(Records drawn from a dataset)
--- START ---
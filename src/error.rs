//! Error types.
//!
//! Validation problems are shown to the user, OS-integration problems are
//! shown as warnings, and storage problems are only logged.

use std::fmt;
use std::path::PathBuf;

use thiserror::Error;

use crate::logging::TracingError;
use crate::model::color::ParseRgbError;

/// Which color field of the settings form failed validation.
#[derive(Debug, Clone, Copy, PartialEq, Eq)]
pub enum ColorField {
    Background,
    Text,
}

impl fmt::Display for ColorField {
    fn fmt(&self, f: &mut fmt::Formatter<'_>) -> fmt::Result {
        match self {
            ColorField::Background => f.write_str("Background color"),
            ColorField::Text => f.write_str("Text color"),
        }
    }
}

/// Settings form validation failure. Nothing is committed when one occurs.
#[derive(Debug, Clone, PartialEq, Eq, Error)]
pub enum FormError {
    #[error("{field} must be R,G,B with each value between 0 and 255 ({source})")]
    InvalidColor {
        field: ColorField,
        #[source]
        source: ParseRgbError,
    },

    #[error("target time {0} is not a valid calendar date")]
    InvalidTarget(String),
}

/// Settings file failures.
#[derive(Debug, Error)]
pub enum StoreError {
    #[error("failed to access settings file {path}: {source}")]
    Io {
        path: PathBuf,
        #[source]
        source: std::io::Error,
    },

    #[error("failed to encode settings: {0}")]
    Json(#[from] serde_json::Error),
}

/// Autostart registration failures.
#[derive(Debug, Error)]
pub enum AutostartError {
    #[error("cannot determine the executable path: {0}")]
    Executable(#[source] std::io::Error),

    #[error("cannot determine the home directory")]
    NoHomeDir,

    #[error("autostart file error: {0}")]
    Io(#[from] std::io::Error),

    #[error("registry {op} failed with error code {code}")]
    Registry { op: &'static str, code: u32 },

    #[error("autostart is not supported on this platform")]
    Unsupported,
}

/// Startup failures.
#[derive(Debug, Error)]
pub enum AppError {
    #[error(transparent)]
    Tracing(#[from] TracingError),

    #[error("UI error: {0}")]
    Ui(#[from] eframe::Error),
}

pub type AppResult<T> = Result<T, AppError>;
--- END ---
ACTIVITY:
The answer must be the line containing "failed with error" and every line after it to the end of the records, repeated exactly.

TASK OUTPUT:
    #[error("registry {op} failed with error code {code}")]
    Registry { op: &'static str, code: u32 },

    #[error("autostart is not supported on this platform")]
    Unsupported,
}

/// Startup failures.
#[derive(Debug, Error)]
pub enum AppError {
    #[error(transparent)]
    Tracing(#[from] TracingError),

    #[error("UI error: {0}")]
    Ui(#[from] eframe::Error),
}

pub type AppResult<T> = Result<T, AppError>;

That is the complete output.